RECORDS PROVIDED: Begin
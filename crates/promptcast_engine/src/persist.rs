use std::fs;
use std::io::{self, Write};
use std::path::{Path, PathBuf};

use tempfile::NamedTempFile;
use thiserror::Error;

#[derive(Debug, Error)]
pub enum PersistError {
    #[error("config directory missing or not writable: {0}")]
    ConfigDir(String),
    #[error("io error: {0}")]
    Io(#[from] io::Error),
}

/// Creates `dir` if needed and checks that files can be created in it.
pub fn ensure_dir(dir: &Path) -> Result<(), PersistError> {
    if dir.exists() {
        let meta = fs::metadata(dir).map_err(|e| PersistError::ConfigDir(e.to_string()))?;
        if !meta.is_dir() {
            return Err(PersistError::ConfigDir(format!(
                "{} is not a directory",
                dir.display()
            )));
        }
    } else {
        fs::create_dir_all(dir).map_err(|e| PersistError::ConfigDir(e.to_string()))?;
    }
    NamedTempFile::new_in(dir).map_err(|e| PersistError::ConfigDir(e.to_string()))?;
    Ok(())
}

/// Replaces `{dir}/{filename}` by writing a sibling temp file and renaming it.
/// Readers see either the old or the new content, never a mix.
#[derive(Debug, Clone)]
pub struct AtomicFileWriter {
    dir: PathBuf,
}

impl AtomicFileWriter {
    pub fn new(dir: impl Into<PathBuf>) -> Self {
        Self { dir: dir.into() }
    }

    pub fn write(&self, filename: &str, content: &str) -> Result<PathBuf, PersistError> {
        ensure_dir(&self.dir)?;

        let target = self.dir.join(filename);
        let mut tmp = NamedTempFile::new_in(&self.dir)?;
        tmp.write_all(content.as_bytes())?;
        tmp.flush()?;
        tmp.as_file_mut().sync_all()?;
        tmp.persist(&target).map_err(|e| PersistError::Io(e.error))?;
        Ok(target)
    }
}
RECORDS PROVIDED: End
WORK ORDER ▸ The expected result is a copy of each line in the records where "directory" appears.

PROBLEM SOLUTION ▸
    #[error("config directory missing or not writable: {0}")]
                "{} is not a directory",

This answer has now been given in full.